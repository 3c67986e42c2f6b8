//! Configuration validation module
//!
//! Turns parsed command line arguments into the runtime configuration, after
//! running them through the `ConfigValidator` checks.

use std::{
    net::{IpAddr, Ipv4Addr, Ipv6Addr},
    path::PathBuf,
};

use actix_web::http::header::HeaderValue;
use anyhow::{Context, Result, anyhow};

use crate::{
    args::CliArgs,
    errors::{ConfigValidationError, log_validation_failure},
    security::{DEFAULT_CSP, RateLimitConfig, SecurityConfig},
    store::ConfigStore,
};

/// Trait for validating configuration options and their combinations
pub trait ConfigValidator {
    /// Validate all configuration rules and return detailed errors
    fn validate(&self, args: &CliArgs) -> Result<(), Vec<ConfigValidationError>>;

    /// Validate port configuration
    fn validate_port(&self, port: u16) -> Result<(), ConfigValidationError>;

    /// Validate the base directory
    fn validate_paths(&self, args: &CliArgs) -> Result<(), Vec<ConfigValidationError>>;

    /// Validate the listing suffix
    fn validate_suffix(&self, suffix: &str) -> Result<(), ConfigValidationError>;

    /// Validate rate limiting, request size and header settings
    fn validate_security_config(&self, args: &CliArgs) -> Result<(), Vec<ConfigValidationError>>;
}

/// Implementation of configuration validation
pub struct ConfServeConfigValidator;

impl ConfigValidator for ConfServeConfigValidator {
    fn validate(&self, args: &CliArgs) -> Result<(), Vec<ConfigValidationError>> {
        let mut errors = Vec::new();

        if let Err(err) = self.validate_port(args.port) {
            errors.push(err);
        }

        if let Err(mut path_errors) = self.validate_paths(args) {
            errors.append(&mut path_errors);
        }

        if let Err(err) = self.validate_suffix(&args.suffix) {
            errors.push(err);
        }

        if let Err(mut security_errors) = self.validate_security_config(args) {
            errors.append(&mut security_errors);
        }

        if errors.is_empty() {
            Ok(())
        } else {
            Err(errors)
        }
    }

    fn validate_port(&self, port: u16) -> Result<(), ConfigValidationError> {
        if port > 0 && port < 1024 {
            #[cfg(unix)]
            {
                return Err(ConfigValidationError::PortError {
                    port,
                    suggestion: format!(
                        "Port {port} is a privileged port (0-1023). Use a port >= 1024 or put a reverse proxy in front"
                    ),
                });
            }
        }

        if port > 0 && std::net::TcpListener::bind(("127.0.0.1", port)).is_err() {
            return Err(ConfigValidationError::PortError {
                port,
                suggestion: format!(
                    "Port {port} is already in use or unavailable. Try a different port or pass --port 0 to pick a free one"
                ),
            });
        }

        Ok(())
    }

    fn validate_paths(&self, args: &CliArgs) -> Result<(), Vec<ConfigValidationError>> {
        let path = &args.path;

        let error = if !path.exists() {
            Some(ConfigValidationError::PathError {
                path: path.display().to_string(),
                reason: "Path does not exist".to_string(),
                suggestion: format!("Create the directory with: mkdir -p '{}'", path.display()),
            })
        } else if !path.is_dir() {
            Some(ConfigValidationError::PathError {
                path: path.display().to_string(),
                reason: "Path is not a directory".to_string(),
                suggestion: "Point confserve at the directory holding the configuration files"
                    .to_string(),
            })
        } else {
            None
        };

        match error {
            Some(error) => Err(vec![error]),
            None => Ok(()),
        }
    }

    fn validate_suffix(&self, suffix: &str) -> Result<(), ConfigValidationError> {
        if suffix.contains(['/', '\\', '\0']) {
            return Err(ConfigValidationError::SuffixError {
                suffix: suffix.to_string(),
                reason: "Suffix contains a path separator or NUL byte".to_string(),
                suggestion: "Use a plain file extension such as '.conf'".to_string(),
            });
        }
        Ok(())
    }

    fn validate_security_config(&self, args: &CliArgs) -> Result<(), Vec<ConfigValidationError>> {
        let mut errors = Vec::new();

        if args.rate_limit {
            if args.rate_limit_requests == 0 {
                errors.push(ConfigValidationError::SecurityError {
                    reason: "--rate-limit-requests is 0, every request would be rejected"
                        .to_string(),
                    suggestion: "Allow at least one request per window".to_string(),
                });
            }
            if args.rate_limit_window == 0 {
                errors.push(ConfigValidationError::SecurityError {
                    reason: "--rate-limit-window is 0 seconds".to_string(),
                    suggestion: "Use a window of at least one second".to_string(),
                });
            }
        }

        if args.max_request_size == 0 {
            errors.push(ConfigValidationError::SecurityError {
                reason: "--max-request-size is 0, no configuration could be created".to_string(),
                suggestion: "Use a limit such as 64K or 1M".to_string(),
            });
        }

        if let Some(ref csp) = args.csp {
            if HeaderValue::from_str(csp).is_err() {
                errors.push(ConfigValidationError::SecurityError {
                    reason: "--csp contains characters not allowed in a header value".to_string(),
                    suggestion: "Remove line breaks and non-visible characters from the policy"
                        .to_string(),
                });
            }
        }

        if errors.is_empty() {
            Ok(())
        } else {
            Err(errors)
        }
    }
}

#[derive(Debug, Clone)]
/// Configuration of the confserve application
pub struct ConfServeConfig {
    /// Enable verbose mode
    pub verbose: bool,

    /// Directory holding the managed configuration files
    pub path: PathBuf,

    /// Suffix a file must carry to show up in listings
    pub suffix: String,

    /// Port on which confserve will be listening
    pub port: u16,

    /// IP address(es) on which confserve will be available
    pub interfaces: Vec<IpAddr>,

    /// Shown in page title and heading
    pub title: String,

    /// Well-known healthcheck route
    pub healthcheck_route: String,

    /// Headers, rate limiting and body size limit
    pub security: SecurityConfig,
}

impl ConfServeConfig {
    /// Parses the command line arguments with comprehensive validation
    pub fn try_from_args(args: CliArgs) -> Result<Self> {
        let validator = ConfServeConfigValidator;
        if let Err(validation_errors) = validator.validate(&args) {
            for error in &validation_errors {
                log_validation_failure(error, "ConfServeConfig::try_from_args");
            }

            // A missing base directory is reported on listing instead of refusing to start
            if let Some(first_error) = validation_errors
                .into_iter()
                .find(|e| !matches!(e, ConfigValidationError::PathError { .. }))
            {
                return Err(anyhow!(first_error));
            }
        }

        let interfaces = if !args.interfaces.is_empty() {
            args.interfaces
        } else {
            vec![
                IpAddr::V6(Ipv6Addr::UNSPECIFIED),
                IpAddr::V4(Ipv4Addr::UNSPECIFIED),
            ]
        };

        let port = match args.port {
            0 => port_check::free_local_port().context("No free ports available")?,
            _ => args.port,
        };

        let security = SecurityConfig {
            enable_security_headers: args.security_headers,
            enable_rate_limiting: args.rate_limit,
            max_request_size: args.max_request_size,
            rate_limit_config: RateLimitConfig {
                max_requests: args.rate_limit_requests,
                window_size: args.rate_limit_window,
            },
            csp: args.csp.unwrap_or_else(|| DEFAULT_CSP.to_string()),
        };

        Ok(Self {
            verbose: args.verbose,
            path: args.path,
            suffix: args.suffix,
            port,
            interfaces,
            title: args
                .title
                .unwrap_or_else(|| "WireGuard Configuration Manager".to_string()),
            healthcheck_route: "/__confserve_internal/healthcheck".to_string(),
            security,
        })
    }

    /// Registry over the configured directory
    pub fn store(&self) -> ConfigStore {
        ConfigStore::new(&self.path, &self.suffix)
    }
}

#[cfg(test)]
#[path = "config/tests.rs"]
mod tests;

(Work request): All of the entries must be written out exactly as they stand.

(Response to the exercise):
repository 3c67986e42c2f6b8
//! Configuration validation module
//!
//! Turns parsed command line arguments into the runtime configuration, after
//! running them through the `ConfigValidator` checks.

use std::{
    net::{IpAddr, Ipv4Addr, Ipv6Addr},
    path::PathBuf,
};

use actix_web::http::header::HeaderValue;
use anyhow::{Context, Result, anyhow};

use crate::{
    args::CliArgs,
    errors::{ConfigValidationError, log_validation_failure},
    security::{DEFAULT_CSP, RateLimitConfig, SecurityConfig},
    store::ConfigStore,
};

/// Trait for validating configuration options and their combinations
pub trait ConfigValidator {
    /// Validate all configuration rules and return detailed errors
    fn validate(&self, args: &CliArgs) -> Result<(), Vec<ConfigValidationError>>;

    /// Validate port configuration
    fn validate_port(&self, port: u16) -> Result<(), ConfigValidationError>;

    /// Validate the base directory
    fn validate_paths(&self, args: &CliArgs) -> Result<(), Vec<ConfigValidationError>>;

    /// Validate the listing suffix
    fn validate_suffix(&self, suffix: &str) -> Result<(), ConfigValidationError>;

    /// Validate rate limiting, request size and header settings
    fn validate_security_config(&self, args: &CliArgs) -> Result<(), Vec<ConfigValidationError>>;
}

/// Implementation of configuration validation
pub struct ConfServeConfigValidator;

impl ConfigValidator for ConfServeConfigValidator {
    fn validate(&self, args: &CliArgs) -> Result<(), Vec<ConfigValidationError>> {
        let mut errors = Vec::new();

        if let Err(err) = self.validate_port(args.port) {
            errors.push(err);
        }

        if let Err(mut path_errors) = self.validate_paths(args) {
            errors.append(&mut path_errors);
        }

        if let Err(err) = self.validate_suffix(&args.suffix) {
            errors.push(err);
        }

        if let Err(mut security_errors) = self.validate_security_config(args) {
            errors.append(&mut security_errors);
        }

        if errors.is_empty() {
            Ok(())
        } else {
            Err(errors)
        }
    }

    fn validate_port(&self, port: u16) -> Result<(), ConfigValidationError> {
        if port > 0 && port < 1024 {
            #[cfg(unix)]
            {
                return Err(ConfigValidationError::PortError {
                    port,
                    suggestion: format!(
                        "Port {port} is a privileged port (0-1023). Use a port >= 1024 or put a reverse proxy in front"
                    ),
                });
            }
        }

        if port > 0 && std::net::TcpListener::bind(("127.0.0.1", port)).is_err() {
            return Err(ConfigValidationError::PortError {
                port,
                suggestion: format!(
                    "Port {port} is already in use or unavailable. Try a different port or pass --port 0 to pick a free one"
                ),
            });
        }

        Ok(())
    }

    fn validate_paths(&self, args: &CliArgs) -> Result<(), Vec<ConfigValidationError>> {
        let path = &args.path;

        let error = if !path.exists() {
            Some(ConfigValidationError::PathError {
                path: path.display().to_string(),
                reason: "Path does not exist".to_string(),
                suggestion: format!("Create the directory with: mkdir -p '{}'", path.display()),
            })
        } else if !path.is_dir() {
            Some(ConfigValidationError::PathError {
                path: path.display().to_string(),
                reason: "Path is not a directory".to_string(),
                suggestion: "Point confserve at the directory holding the configuration files"
                    .to_string(),
            })
        } else {
            None
        };

        match error {
            Some(error) => Err(vec![error]),
            None => Ok(()),
        }
    }

    fn validate_suffix(&self, suffix: &str) -> Result<(), ConfigValidationError> {
        if suffix.contains(['/', '\\', '\0']) {
            return Err(ConfigValidationError::SuffixError {
                suffix: suffix.to_string(),
                reason: "Suffix contains a path separator or NUL byte".to_string(),
                suggestion: "Use a plain file extension such as '.conf'".to_string(),
            });
        }
        Ok(())
    }

    fn validate_security_config(&self, args: &CliArgs) -> Result<(), Vec<ConfigValidationError>> {
        let mut errors = Vec::new();

        if args.rate_limit {
            if args.rate_limit_requests == 0 {
                errors.push(ConfigValidationError::SecurityError {
                    reason: "--rate-limit-requests is 0, every request would be rejected"
                        .to_string(),
                    suggestion: "Allow at least one request per window".to_string(),
                });
            }
            if args.rate_limit_window == 0 {
                errors.push(ConfigValidationError::SecurityError {
                    reason: "--rate-limit-window is 0 seconds".to_string(),
                    suggestion: "Use a window of at least one second".to_string(),
                });
            }
        }

        if args.max_request_size == 0 {
            errors.push(ConfigValidationError::SecurityError {
                reason: "--max-request-size is 0, no configuration could be created".to_string(),
                suggestion: "Use a limit such as 64K or 1M".to_string(),
            });
        }

        if let Some(ref csp) = args.csp {
            if HeaderValue::from_str(csp).is_err() {
                errors.push(ConfigValidationError::SecurityError {
                    reason: "--csp contains characters not allowed in a header value".to_string(),
                    suggestion: "Remove line breaks and non-visible characters from the policy"
                        .to_string(),
                });
            }
        }

        if errors.is_empty() {
            Ok(())
        } else {
            Err(errors)
        }
    }
}

#[derive(Debug, Clone)]
/// Configuration of the confserve application
pub struct ConfServeConfig {
    /// Enable verbose mode
    pub verbose: bool,

    /// Directory holding the managed configuration files
    pub path: PathBuf,

    /// Suffix a file must carry to show up in listings
    pub suffix: String,

    /// Port on which confserve will be listening
    pub port: u16,

    /// IP address(es) on which confserve will be available
    pub interfaces: Vec<IpAddr>,

    /// Shown in page title and heading
    pub title: String,

    /// Well-known healthcheck route
    pub healthcheck_route: String,

    /// Headers, rate limiting and body size limit
    pub security: SecurityConfig,
}

impl ConfServeConfig {
    /// Parses the command line arguments with comprehensive validation
    pub fn try_from_args(args: CliArgs) -> Result<Self> {
        let validator = ConfServeConfigValidator;
        if let Err(validation_errors) = validator.validate(&args) {
            for error in &validation_errors {
                log_validation_failure(error, "ConfServeConfig::try_from_args");
            }

            // A missing base directory is reported on listing instead of refusing to start
            if let Some(first_error) = validation_errors
                .into_iter()
                .find(|e| !matches!(e, ConfigValidationError::PathError { .. }))
            {
                return Err(anyhow!(first_error));
            }
        }

        let interfaces = if !args.interfaces.is_empty() {
            args.interfaces
        } else {
            vec![
                IpAddr::V6(Ipv6Addr::UNSPECIFIED),
                IpAddr::V4(Ipv4Addr::UNSPECIFIED),
            ]
        };

        let port = match args.port {
            0 => port_check::free_local_port().context("No free ports available")?,
            _ => args.port,
        };

        let security = SecurityConfig {
            enable_security_headers: args.security_headers,
            enable_rate_limiting: args.rate_limit,
            max_request_size: args.max_request_size,
            rate_limit_config: RateLimitConfig {
                max_requests: args.rate_limit_requests,
                window_size: args.rate_limit_window,
            },
            csp: args.csp.unwrap_or_else(|| DEFAULT_CSP.to_string()),
        };

        Ok(Self {
            verbose: args.verbose,
            path: args.path,
            suffix: args.suffix,
            port,
            interfaces,
            title: args
                .title
                .unwrap_or_else(|| "WireGuard Configuration Manager".to_string()),
            healthcheck_route: "/__confserve_internal/healthcheck".to_string(),
            security,
        })
    }

    /// Registry over the configured directory
    pub fn store(&self) -> ConfigStore {
        ConfigStore::new(&self.path, &self.suffix)
    }
}

#[cfg(test)]
#[path = "config/tests.rs"]
mod tests;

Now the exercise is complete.